Reid asked me this question once.
At the time, I was too busy eating my tacos to really take him seriously so I almost ignored him.
What did he mean where is home for me?
I thought it was simple...
My home is my parents house in Williamsburg.
Was I wrong?
This was my gut reaction...so clearly, I went with it.
Home is my childhood house.
My bedroom, which still has my pictures from high school up on the walls.
The staircase that I walked down my entire life.
The yard that I spent hours roaming around and have my childhood pets buried.
The living room that we spent every Christmas in and still do.
The window I used to stare out of, waiting in anticipation for my brothers to get home from college.
Home is the house I grew up in.
Home is where my parents are.
Honestly, I have an unhealthy relationship with my parents house.
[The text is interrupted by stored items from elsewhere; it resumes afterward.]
//! Configuration sources: process environment and `.env` files.

use std::collections::BTreeMap;
use std::io::{self, Read};
use std::path::Path;

use crate::domain::AppError;
use crate::ports::ConfigSource;

/// Reads values from the process environment.
#[derive(Debug, Default, Clone, Copy)]
pub struct EnvConfigSource;

impl ConfigSource for EnvConfigSource {
    fn get(&self, key: &str) -> Option<String> {
        std::env::var(key).ok()
    }
}

/// Values parsed from a `.env` file. The process environment is left untouched.
#[derive(Debug, Default, Clone)]
pub struct DotenvConfigSource {
    values: BTreeMap<String, String>,
}

impl DotenvConfigSource {
    /// Load `path`, failing if it is missing or malformed.
    pub fn load(path: &Path) -> Result<Self, AppError> {
        let iter = dotenvy::from_path_iter(path).map_err(dotenv_error)?;
        Self::collect(iter)
    }

    /// Load `path` if it exists; a missing file yields an empty source.
    pub fn load_optional(path: &Path) -> Result<Self, AppError> {
        match Self::load(path) {
            Err(AppError::Io(err)) if err.kind() == io::ErrorKind::NotFound => {
                tracing::debug!(path = %path.display(), "no .env file");
                Ok(Self::default())
            }
            other => other,
        }
    }

    /// Parse `.env` content from any reader.
    pub fn from_reader<R: Read>(reader: R) -> Result<Self, AppError> {
        Self::collect(dotenvy::from_read_iter(reader))
    }

    fn collect<I>(iter: I) -> Result<Self, AppError>
    where
        I: Iterator<Item = dotenvy::Result<(String, String)>>,
    {
        let mut values = BTreeMap::new();
        for item in iter {
            let (key, value) = item.map_err(dotenv_error)?;
            values.insert(key, value);
        }
        Ok(Self { values })
    }

    pub fn len(&self) -> usize {
        self.values.len()
    }

    pub fn is_empty(&self) -> bool {
        self.values.is_empty()
    }
}

impl ConfigSource for DotenvConfigSource {
    fn get(&self, key: &str) -> Option<String> {
        self.values.get(key).cloned()
    }
}

fn dotenv_error(err: dotenvy::Error) -> AppError {
    match err {
        dotenvy::Error::Io(err) => AppError::Io(err),
        other => AppError::config_error(format!("Malformed .env file: {}", other)),
    }
}

/// Consults each source in order and returns the first value found.
pub struct LayeredConfigSource {
    layers: Vec<Box<dyn ConfigSource>>,
}

impl LayeredConfigSource {
    pub fn new() -> Self {
        Self { layers: Vec::new() }
    }

    /// Append a lower-priority layer.
    pub fn with_layer(mut self, layer: impl ConfigSource + 'static) -> Self {
        self.layers.push(Box::new(layer));
        self
    }

    /// Process environment first, then the given `.env` file if present.
    pub fn env_then_dotenv(dotenv_path: &Path) -> Result<Self, AppError> {
        Ok(Self::new()
            .with_layer(EnvConfigSource)
            .with_layer(DotenvConfigSource::load_optional(dotenv_path)?))
    }
}

impl Default for LayeredConfigSource {
    fn default() -> Self {
        Self::new()
    }
}

impl ConfigSource for LayeredConfigSource {
    fn get(&self, key: &str) -> Option<String> {
        self.layers.iter().find_map(|layer| layer.get(key))
    }
}
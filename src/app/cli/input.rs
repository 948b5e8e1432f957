//! Resolve prompt input from an argument, a file, or stdin.

use std::fs;
use std::io::{self, Read};
use std::path::{Path, PathBuf};

use clap::Args;

use crate::domain::AppError;

/// Text input for a command. `-` (or no input at all) reads stdin.
#[derive(Args, Debug, Clone, Default)]
pub struct InputArgs {
    /// Input text; `-` reads stdin
    #[arg(value_name = "TEXT", conflicts_with = "file")]
    pub text: Option<String>,
    /// Read the input from a file instead (`-` for stdin)
    #[arg(short = 'f', long, value_name = "PATH")]
    pub file: Option<PathBuf>,
}

impl InputArgs {
    pub fn read(&self) -> Result<String, AppError> {
        self.read_with(io::stdin())
    }

    fn read_with<R: Read>(&self, stdin: R) -> Result<String, AppError> {
        match (&self.text, &self.file) {
            (_, Some(path)) if path.as_os_str() == "-" => read_all(stdin),
            (_, Some(path)) => read_file(path),
            (Some(text), None) if text == "-" => read_all(stdin),
            (Some(text), None) => Ok(text.clone()),
            (None, None) => read_all(stdin),
        }
    }
}

fn read_all<R: Read>(mut reader: R) -> Result<String, AppError> {
    let mut buf = String::new();
    reader.read_to_string(&mut buf)?;
    Ok(buf)
}

fn read_file(path: &Path) -> Result<String, AppError> {
    fs::read_to_string(path).map_err(|err| {
        AppError::Io(io::Error::new(err.kind(), format!("{}: {}", path.display(), err)))
    })
}
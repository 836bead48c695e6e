//! Error taxonomy shared by every network exchange and form submission.

use thiserror::Error;

use crate::validation::ValidationError;

/// Shown when the request never reached the server.
pub const NETWORK_MESSAGE: &str =
    "Unable to reach the server. Please check your connection and try again.";
/// Shown when the server did not answer within the client timeout.
pub const TIMEOUT_MESSAGE: &str = "The server took too long to respond. Please try again.";
/// Shown for a missing or rejected session.
pub const UNAUTHORIZED_MESSAGE: &str = "Your session has expired. Please sign in again.";

/// How a failed operation should be surfaced.
#[derive(Debug, Clone, Copy, PartialEq, Eq)]
pub enum ErrorKind {
    /// Rejected locally before any request was made.
    Validation,
    /// The request never completed.
    Network,
    /// The request exceeded the client-side timeout.
    Timeout,
    /// The server answered with an error or an unexpected body.
    Application,
    /// The session is missing or the server answered `401`.
    Unauthorized,
    /// `403` with `needsVerification: true`.
    VerificationRequired,
}

/// Failure of a single request or form submission.
///
/// `Display` is the message to show the user.
#[derive(Debug, Clone, PartialEq, Eq, Error)]
#[error("{message}")]
pub struct ApiError {
    pub kind: ErrorKind,
    pub message: String,
    pub status: Option<u16>,
}

/// Result of one network exchange.
pub type ApiResult<T> = Result<T, ApiError>;

impl ApiError {
    pub fn new(kind: ErrorKind, message: impl Into<String>) -> Self {
        Self {
            kind,
            message: message.into(),
            status: None,
        }
    }

    pub fn network() -> Self {
        Self::new(ErrorKind::Network, NETWORK_MESSAGE)
    }

    pub fn timeout() -> Self {
        Self::new(ErrorKind::Timeout, TIMEOUT_MESSAGE)
    }

    pub fn unauthorized() -> Self {
        Self::new(ErrorKind::Unauthorized, UNAUTHORIZED_MESSAGE)
    }

    /// Non-2xx response. Falls back to a generic text when the server did not
    /// send a message.
    pub fn application(status: Option<u16>, message: Option<String>) -> Self {
        let message = message
            .filter(|m| !m.trim().is_empty())
            .unwrap_or_else(|| match status {
                Some(code) => format!("Request failed (HTTP {code})"),
                None => "Unexpected response from server".to_string(),
            });
        Self {
            kind: ErrorKind::Application,
            message,
            status,
        }
    }

    pub fn verification_required(message: Option<String>) -> Self {
        Self {
            kind: ErrorKind::VerificationRequired,
            message: message
                .filter(|m| !m.trim().is_empty())
                .unwrap_or_else(|| "Please verify your email address before signing in.".into()),
            status: Some(403),
        }
    }

    pub fn with_status(mut self, status: u16) -> Self {
        self.status = Some(status);
        self
    }

    pub fn is_unauthorized(&self) -> bool {
        self.kind == ErrorKind::Unauthorized
    }
}

impl From<ValidationError> for ApiError {
    fn from(e: ValidationError) -> Self {
        Self::new(ErrorKind::Validation, e.to_string())
    }
}

#[cfg(test)]
mod tests {
    use super::*;

    #[test]
    fn application_prefers_server_message() {
        let e = ApiError::application(Some(400), Some("Insufficient balance".into()));
        assert_eq!(e.kind, ErrorKind::Application);
        assert_eq!(e.to_string(), "Insufficient balance");
        assert_eq!(e.status, Some(400));
    }

    #[test]
    fn application_falls_back_on_blank_message() {
        let e = ApiError::application(Some(500), Some("  ".into()));
        assert_eq!(e.to_string(), "Request failed (HTTP 500)");

        let e = ApiError::application(None, None);
        assert_eq!(e.to_string(), "Unexpected response from server");
    }

    #[test]
    fn connectivity_messages_are_distinct() {
        assert_ne!(ApiError::network().message, ApiError::timeout().message);
        assert_eq!(ApiError::network().kind, ErrorKind::Network);
        assert_eq!(ApiError::timeout().kind, ErrorKind::Timeout);
    }

    #[test]
    fn validation_errors_convert() {
        let e: ApiError = ValidationError::PasswordMismatch.into();
        assert_eq!(e.kind, ErrorKind::Validation);
        assert_eq!(e.message, ValidationError::PasswordMismatch.to_string());
    }
}
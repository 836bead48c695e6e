//! Post-registration "check your inbox" page. Reachable with or without a
//! session.

use cryptohub_session::flows;
use cryptohub_session::gate::Page;
use cryptohub_session::validation::is_valid_email;
use leptos::prelude::*;
use leptos_router::hooks::use_query_map;

use crate::components::Alert;
use crate::AuthState;

#[component]
pub fn VerifyEmailPage() -> impl IntoView {
    let auth = expect_context::<AuthState>();
    let query = use_query_map();

    let initial = query
        .with_untracked(|q| q.get("email"))
        .or_else(|| auth.user().and_then(|u| u.email))
        .unwrap_or_default();
    let (email, set_email) = signal(initial);
    let (error, set_error) = signal(Option::<String>::None);
    let (notice, set_notice) = signal(Option::<String>::None);
    let (sending, set_sending) = signal(false);

    let on_resend = move |_| {
        let address = email.get_untracked();
        if !is_valid_email(address.trim()) {
            set_error.set(Some("Please enter a valid email address.".into()));
            return;
        }
        set_error.set(None);
        set_sending.set(true);
        let client = auth.client();
        leptos::task::spawn_local(async move {
            match flows::resend_verification(&client, address.trim()).await {
                Ok(msg) => set_notice.set(Some(msg)),
                Err(e) => set_error.set(Some(e.message)),
            }
            set_sending.set(false);
        });
    };

    view! {
        <div class="flex items-center justify-center">
            <div class="card bg-base-200 border border-base-300 w-full max-w-md">
                <div class="card-body text-center">
                    <div class="text-5xl mb-2">"📧"</div>
                    <h1 class="text-2xl font-bold">"Verify your email"</h1>
                    <p class="text-sm text-base-content/60 mb-4">
                        "We sent a verification link to your inbox. Follow it to activate your account."
                    </p>

                    <Alert message=notice kind="alert-success" />
                    <Alert message=error />

                    <input
                        class="input input-bordered w-full mb-2"
                        type="email"
                        placeholder="you@example.com"
                        prop:value=move || email.get()
                        on:input=move |ev| set_email.set(event_target_value(&ev))
                    />
                    <button class="btn btn-outline w-full" disabled=move || sending.get() on:click=on_resend>
                        {move || if sending.get() { "Sending…" } else { "Resend verification email" }}
                    </button>
                    <a class="link text-sm mt-4" href=Page::Login.path()>"Back to sign in"</a>
                </div>
            </div>
        </div>
    }
}
//! Send funds to another CryptoHub user.

use cryptohub_session::gate::Page;
use cryptohub_session::validation::TransferForm;
use leptos::ev;
use leptos::prelude::*;
use leptos_router::hooks::use_navigate;

use super::asset_choices;
use crate::components::{asset_select, page_header, Alert};
use crate::format::format_amount;
use crate::AuthState;

#[component]
pub fn TransferPage() -> impl IntoView {
    let auth = expect_context::<AuthState>();
    let navigate = use_navigate();
    let assets = asset_choices(auth.store());

    let (recipient, set_recipient) = signal(String::new());
    let (asset, set_asset) = signal(assets.first().cloned().unwrap_or_default());
    let (amount, set_amount) = signal(String::new());
    let (available, set_available) = signal(Option::<f64>::None);
    let (error, set_error) = signal(Option::<String>::None);
    let (notice, set_notice) = signal(Option::<String>::None);
    let (sending, set_sending) = signal(false);

    // Available balance follows the selected asset.
    let auth_balance = auth.clone();
    let navigate_balance = navigate.clone();
    Effect::new(move || {
        let selected = asset.get();
        if selected.is_empty() {
            return;
        }
        set_available.set(None);
        let auth = auth_balance.clone();
        let navigate = navigate_balance.clone();
        leptos::task::spawn_local(async move {
            match auth.client().wallet_balance(&selected).await {
                Ok(b) => set_available.set(Some(b.amount)),
                Err(e) => {
                    if let Some(msg) = auth.handle_error(Page::Transfer, e, &navigate) {
                        log::warn!("balance lookup for {selected} failed: {msg}");
                    }
                }
            }
        });
    });

    let on_submit = move |ev: ev::SubmitEvent| {
        ev.prevent_default();
        if sending.get_untracked() {
            return;
        }
        set_error.set(None);
        set_notice.set(None);

        let form = TransferForm {
            recipient: recipient.get_untracked(),
            asset: asset.get_untracked(),
            amount: amount.get_untracked(),
        };
        let body = match form.validate() {
            Ok(body) => body,
            Err(e) => {
                set_error.set(Some(e.to_string()));
                return;
            }
        };

        set_sending.set(true);
        let auth = auth.clone();
        let navigate = navigate.clone();
        leptos::task::spawn_local(async move {
            let client = auth.client();
            match client.transfer(&body).await {
                Ok(resp) => {
                    let msg = resp.message.unwrap_or_else(|| {
                        format!("Sent {} to {}.", format_amount(body.amount, &body.asset), body.recipient)
                    });
                    set_notice.set(Some(msg));
                    set_amount.set(String::new());
                    if let Ok(b) = client.wallet_balance(&body.asset).await {
                        set_available.set(Some(b.amount));
                    }
                }
                Err(e) => set_error.set(auth.handle_error(Page::Transfer, e, &navigate)),
            }
            set_sending.set(false);
        });
    };

    view! {
        <div class="max-w-lg">
            {page_header(Page::Transfer, "Send funds to another CryptoHub user")}

            <Alert message=notice kind="alert-success" />
            <Alert message=error />

            <form class="card bg-base-200 border border-base-300" on:submit=on_submit>
                <div class="card-body">
                    <fieldset class="fieldset">
                        <label class="fieldset-label" for="recipient">"Recipient (username or email)"</label>
                        <input
                            id="recipient"
                            class="input input-bordered w-full"
                            type="text"
                            prop:value=move || recipient.get()
                            on:input=move |ev| set_recipient.set(event_target_value(&ev))
                        />
                    </fieldset>
                    <fieldset class="fieldset">
                        <label class="fieldset-label">"Asset"</label>
                        {asset_select(assets, asset, set_asset)}
                        <p class="text-xs text-base-content/60">
                            {move || match available.get() {
                                Some(v) => format!("Available: {}", format_amount(v, &asset.get())),
                                None => "Available: —".to_string(),
                            }}
                        </p>
                    </fieldset>
                    <fieldset class="fieldset">
                        <label class="fieldset-label" for="amount">"Amount"</label>
                        <input
                            id="amount"
                            class="input input-bordered w-full"
                            type="text"
                            inputmode="decimal"
                            placeholder="0.00"
                            prop:value=move || amount.get()
                            on:input=move |ev| set_amount.set(event_target_value(&ev))
                        />
                    </fieldset>
                    <button class="btn btn-primary mt-4" type="submit" disabled=move || sending.get()>
                        {move || if sending.get() { "Sending…" } else { "Send" }}
                    </button>
                </div>
            </form>
        </div>
    }
}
In my mind, it's this all powerful "being" that was there for my entire childhood. It opened it's doors for me when I was brought home from the hospital. Saw me take my first step and go on my first date. It's front porch supported my parents every time I got in my Honda and went back to college. The image of my mother crying and waving goodbye will never leave me. It's walls have a million stories all about me. It wrapped it's arms around me and was always my safe place.
But was all this still true?
I wasn't sure until I saw the look on Reid's face, which immediately told me no.
And then he spoke and the words that came out of his mouth hit me like a ton of bricks.
So simple. So true.
And so what every single girl wants a boy to tell her.
"I want your home to be where I am.
I thought your home was our home.
I think my home is where you are."
After getting over the fact that I had been a complete ass, I felt this overwhelming sense of love for him and the home we are creating in Richmond. I was determined to change my way of thinking and take his words to heart.
A house is just a building with walls, windows, paint and doors. The memories you make in that house are the strong foundation that make it a home.
As we prepare for Lucie's arrival, I feel the overwhelming sense to make our house a home. A home that she will one day remember with the same kind of love and fondness that I feel towards my parents house. And that starts with a major change in mindset. My parents house will always be a home in my mind. I will always love turning onto their street and walking through the front door. It's just not my home anymore. My home is with Reid and our growing family.